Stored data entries
---------------

//! Geographic disk restriction for area subgraphs.

use hwy_core::geo::{EARTH_DIAMETER_MI, EARTH_RADIUS_MI};
use hwy_core::{EdgeId, GeoPoint, VertexId};
use hwy_spatial::WaypointQuadtree;

use crate::graph::HighwayGraph;

/// A place name with a center and radius (miles) bounding an area graph.
#[derive(Clone, Debug)]
pub struct PlaceRadius {
    pub descr: String,
    pub title: String,
    pub center: GeoPoint,
    pub radius: f64,
}

impl PlaceRadius {
    pub fn new(descr: String, title: String, lat: f64, lng: f64, radius: f64) -> Self {
        Self { descr, title, center: GeoPoint::new(lat, lng), radius }
    }

    /// Whether the disk contains this point.
    pub fn contains_point(&self, p: GeoPoint) -> bool {
        self.center.arc_distance_mi(p) <= self.radius
    }

    /// Whether the disk contains both endpoints of an edge.
    pub fn contains_edge(&self, graph: &HighwayGraph, e: EdgeId) -> bool {
        let edge = graph.edge(e);
        self.contains_point(graph.vertex(edge.vertex1).point)
            && self.contains_point(graph.vertex(edge.vertex2).point)
    }

    /// All graph vertices within the disk, found via the quadtree.
    ///
    /// The longitude window of the search derives from the radius at this
    /// latitude; windows crossing the antimeridian wrap into up to two
    /// extra searches, and a disk touching a pole degenerates to the full
    /// longitude range.
    pub fn vertices(&self, quadtree: &WaypointQuadtree, graph: &HighwayGraph) -> Vec<VertexId> {
        // Near a pole the longitude-delta computation fails; the disk spans
        // every longitude.
        if (90.0 - self.center.lat.abs()).to_radians() <= self.radius / EARTH_DIAMETER_MI {
            return self.search(quadtree, graph, -180.0, 180.0);
        }

        let rlat = self.center.lat.to_radians();
        let cos_term =
            ((self.radius / EARTH_RADIUS_MI).cos() - rlat.sin().powi(2)) / rlat.cos().powi(2);
        let lngdelta = cos_term.clamp(-1.0, 1.0).acos().to_degrees();
        let mut w_bound = self.center.lng - lngdelta;
        let mut e_bound = self.center.lng + lngdelta;

        let mut found = self.search(quadtree, graph, w_bound, e_bound);

        // window spills past the antimeridian to the west
        if w_bound <= -180.0 {
            while w_bound <= -180.0 {
                w_bound += 360.0;
            }
            found.extend(self.search(quadtree, graph, w_bound, 180.0));
        }
        // or to the east
        if e_bound >= 180.0 {
            while e_bound >= 180.0 {
                e_bound -= 360.0;
            }
            found.extend(self.search(quadtree, graph, -180.0, e_bound));
        }
        found.sort_unstable();
        found.dedup();
        found
    }

    fn search(
        &self,
        quadtree: &WaypointQuadtree,
        graph: &HighwayGraph,
        w_bound: f64,
        e_bound: f64,
    ) -> Vec<VertexId> {
        quadtree
            .points_in_disk(self.center, self.radius, w_bound, e_bound)
            .into_iter()
            .filter_map(|w| graph.vertex_of_waypoint.get(&w).copied())
            .collect()
    }
}
//! Parallel `.wpt` ingestion.
//!
//! Routes are independent, so highway systems are distributed over the
//! Rayon worker pool.  The only shared mutable state is the
//! [`WaypointIndex`] — quadtree plus waypoint arena plus colocation groups —
//! behind one coarse mutex.  The mutex is held across the (near-miss query,
//! insert) pair for each waypoint so every query sees exactly the structure
//! the paired insert modifies.  Everything else a worker touches is local to
//! the route being read; results merge into the store sequentially, in
//! system/route order, so segment ids and datacheck order are deterministic.

use std::path::{Path, PathBuf};
use std::sync::Mutex;

use rayon::prelude::*;
use rustc_hash::FxHashSet;

use hwy_core::{DatacheckEntry, ErrorList, GroupId, RouteId, SegmentId, SystemId, WaypointId};
use hwy_model::{HighwayData, HighwaySegment, Waypoint};
use hwy_spatial::WaypointQuadtree;

use crate::wpt::parse_wpt_line;
use crate::IngestResult;

/// Near-miss tolerance in degrees, applied to both axes.
pub const NEAR_MISS_TOLERANCE: f64 = 0.0005;

// ── Waypoint index ────────────────────────────────────────────────────────────

/// The shared spatial state of the ingestion phase: the quadtree, the
/// waypoint arena, and the colocation groups, which must change together
/// under one lock.
pub struct WaypointIndex {
    pub quadtree: WaypointQuadtree,
    pub waypoints: Vec<Waypoint>,
    pub coloc_groups: Vec<Vec<WaypointId>>,
}

impl WaypointIndex {
    pub fn new() -> Self {
        Self {
            quadtree: WaypointQuadtree::whole_world(),
            waypoints: Vec::new(),
            coloc_groups: Vec::new(),
        }
    }

    /// Register one waypoint: near-miss query against the pre-insert
    /// structure (lists updated symmetrically), then quadtree insertion
    /// with colocation-group wiring.
    pub fn insert(&mut self, mut w: Waypoint) -> WaypointId {
        let id = WaypointId(self.waypoints.len() as u32);

        let nmps = self.quadtree.near_miss_waypoints(w.point, NEAR_MISS_TOLERANCE);
        for &other in &nmps {
            self.waypoints[other.index()].near_miss.push(id);
        }
        w.near_miss = nmps;

        if let Some(other) = self.quadtree.insert(id, w.point) {
            match self.waypoints[other.index()].colocated {
                Some(group) => {
                    self.coloc_groups[group.index()].push(id);
                    w.colocated = Some(group);
                }
                None => {
                    let group = GroupId(self.coloc_groups.len() as u32);
                    self.coloc_groups.push(vec![other, id]);
                    self.waypoints[other.index()].colocated = Some(group);
                    w.colocated = Some(group);
                }
            }
        }

        self.waypoints.push(w);
        id
    }
}

impl Default for WaypointIndex {
    fn default() -> Self {
        Self::new()
    }
}

// ── Ingestion ─────────────────────────────────────────────────────────────────

/// What the parallel phase hands back to the driver.
pub struct IngestReport {
    /// Fully populated, sorted quadtree over every waypoint.
    pub quadtree: WaypointQuadtree,
    /// Datacheck entries from wpt parsing, in system/route/line order.
    pub datachecks: Vec<DatacheckEntry>,
    /// `.wpt` files present in the data tree but referenced by no route,
    /// rendered relative to the data directory and sorted.
    pub unprocessed_wpts: Vec<String>,
}

struct RouteRead {
    route: RouteId,
    points: Vec<WaypointId>,
    datachecks: Vec<DatacheckEntry>,
}

/// Read every route's `.wpt` file under `data_path` (the `hwy_data`
/// directory), populating waypoints, colocation groups, and segments.
///
/// On return the quadtree and all colocation groups are sorted by
/// `(root, label)`, making traversal order deterministic.
pub fn read_all_wpt_files(
    data: &mut HighwayData,
    data_path: &Path,
    el: &ErrorList,
) -> IngestResult<IngestReport> {
    // Sweep the tree for .wpt files so never-referenced ones can be
    // reported afterwards.
    let mut all_wpt_files = FxHashSet::default();
    collect_wpt_files(data_path, &mut all_wpt_files)?;
    log::info!("{} .wpt files found", all_wpt_files.len());

    let index = Mutex::new(WaypointIndex::new());
    let system_ids: Vec<SystemId> = (0..data.systems.len()).map(|i| SystemId(i as u16)).collect();

    // Parallel phase: parse and insert, collecting per-route results.
    let per_system: Vec<Vec<RouteRead>> = system_ids
        .par_iter()
        .map(|&sys| {
            let system = data.system(sys);
            log::info!("Reading waypoints for system {}", system.name);
            system
                .routes
                .iter()
                .map(|&route_id| read_route_wpt(data, route_id, data_path, &index, el))
                .collect()
        })
        .collect();

    let index = index.into_inner().unwrap();
    data.waypoints = index.waypoints;
    data.coloc_groups = index.coloc_groups;
    let mut quadtree = index.quadtree;

    // Sequential merge: point lists, segments, datachecks, file accounting.
    let mut datachecks = Vec::new();
    for read in per_system.into_iter().flatten() {
        let root = &data.routes[read.route.index()].root;
        let region = &data.routes[read.route.index()].region;
        let sysname = &data.system(data.routes[read.route.index()].system).name;
        all_wpt_files.remove(&data_path.join(region).join(sysname).join(format!("{root}.wpt")));

        datachecks.extend(read.datachecks);
        for pair in read.points.windows(2) {
            let (w1, w2) = (pair[0], pair[1]);
            let length = data.waypoints[w1.index()]
                .point
                .distance_mi(data.waypoints[w2.index()].point);
            let seg = SegmentId(data.segments.len() as u32);
            data.segments.push(HighwaySegment::new(w1, w2, read.route, length));
            data.routes[read.route.index()].segments.push(seg);
        }
        data.routes[read.route.index()].points = read.points;
    }

    // Deterministic traversal order for everything downstream.
    let keys: Vec<String> = data
        .waypoints
        .iter()
        .map(|w| format!("{}@{}", data.route(w.route).root, w.label))
        .collect();
    quadtree.sort_points(&|w: WaypointId| keys[w.index()].clone());
    for group in &mut data.coloc_groups {
        group.sort_by(|a, b| keys[a.index()].cmp(&keys[b.index()]));
    }

    let mut unprocessed_wpts: Vec<String> = all_wpt_files
        .iter()
        .map(|p| {
            p.strip_prefix(data_path)
                .unwrap_or(p)
                .to_string_lossy()
                .into_owned()
        })
        .collect();
    unprocessed_wpts.sort();

    Ok(IngestReport { quadtree, datachecks, unprocessed_wpts })
}

/// Read one route's `.wpt` file, inserting each surviving waypoint into the
/// shared index under its mutex.
fn read_route_wpt(
    data: &HighwayData,
    route_id: RouteId,
    data_path: &Path,
    index: &Mutex<WaypointIndex>,
    el: &ErrorList,
) -> RouteRead {
    let route = data.route(route_id);
    let path = data_path
        .join(&route.region)
        .join(&data.system(route.system).name)
        .join(format!("{}.wpt", route.root));

    let mut read = RouteRead { route: route_id, points: Vec::new(), datachecks: Vec::new() };
    let contents = match std::fs::read_to_string(&path) {
        Err(e) => {
            el.add(format!("{}: {e}", path.display()));
            return read;
        }
        Ok(contents) => contents,
    };

    for line in contents.lines() {
        let line = line.trim();
        if line.is_empty() {
            continue;
        }
        let (parsed, mut checks) = parse_wpt_line(line, &route.root);
        read.datachecks.append(&mut checks);
        let Some(parsed) = parsed else { continue };
        let w = Waypoint::new(parsed.label, parsed.alt_labels, parsed.point, route_id);
        let id = index.lock().unwrap().insert(w);
        read.points.push(id);
    }

    if read.points.len() < 2 {
        el.add(format!(
            "Route contains fewer than 2 points: {} ({} total points)",
            route.root,
            read.points.len()
        ));
    }
    read
}

/// Recursively gather `.wpt` paths, skipping `_boundaries` directories.
fn collect_wpt_files(dir: &Path, out: &mut FxHashSet<PathBuf>) -> IngestResult<()> {
    if dir.to_string_lossy().contains("_boundaries") {
        return Ok(());
    }
    let entries = match std::fs::read_dir(dir) {
        Err(_) => return Ok(()), // missing data dir surfaces via route reads
        Ok(entries) => entries,
    };
    for entry in entries {
        let entry = entry?;
        let path = entry.path();
        if path.is_dir() {
            collect_wpt_files(&path, out)?;
        } else if path.extension().is_some_and(|e| e == "wpt") {
            out.insert(path);
        }
    }
    Ok(())
}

---------------

■ WHAT THE TASK ASKS: Restate exactly the records above from their first line through the line that holds "let lngdelta = cos_term.clamp(-1.0, 1.0).acos().to_degrees();", please, including both and leaving out all others.

■ OUTPUT OF THE TASK:
//! Geographic disk restriction for area subgraphs.

use hwy_core::geo::{EARTH_DIAMETER_MI, EARTH_RADIUS_MI};
use hwy_core::{EdgeId, GeoPoint, VertexId};
use hwy_spatial::WaypointQuadtree;

use crate::graph::HighwayGraph;

/// A place name with a center and radius (miles) bounding an area graph.
#[derive(Clone, Debug)]
pub struct PlaceRadius {
    pub descr: String,
    pub title: String,
    pub center: GeoPoint,
    pub radius: f64,
}

impl PlaceRadius {
    pub fn new(descr: String, title: String, lat: f64, lng: f64, radius: f64) -> Self {
        Self { descr, title, center: GeoPoint::new(lat, lng), radius }
    }

    /// Whether the disk contains this point.
    pub fn contains_point(&self, p: GeoPoint) -> bool {
        self.center.arc_distance_mi(p) <= self.radius
    }

    /// Whether the disk contains both endpoints of an edge.
    pub fn contains_edge(&self, graph: &HighwayGraph, e: EdgeId) -> bool {
        let edge = graph.edge(e);
        self.contains_point(graph.vertex(edge.vertex1).point)
            && self.contains_point(graph.vertex(edge.vertex2).point)
    }

    /// All graph vertices within the disk, found via the quadtree.
    ///
    /// The longitude window of the search derives from the radius at this
    /// latitude; windows crossing the antimeridian wrap into up to two
    /// extra searches, and a disk touching a pole degenerates to the full
    /// longitude range.
    pub fn vertices(&self, quadtree: &WaypointQuadtree, graph: &HighwayGraph) -> Vec<VertexId> {
        // Near a pole the longitude-delta computation fails; the disk spans
        // every longitude.
        if (90.0 - self.center.lat.abs()).to_radians() <= self.radius / EARTH_DIAMETER_MI {
            return self.search(quadtree, graph, -180.0, 180.0);
        }

        let rlat = self.center.lat.to_radians();
        let cos_term =
            ((self.radius / EARTH_RADIUS_MI).cos() - rlat.sin().powi(2)) / rlat.cos().powi(2);
        let lngdelta = cos_term.clamp(-1.0, 1.0).acos().to_degrees();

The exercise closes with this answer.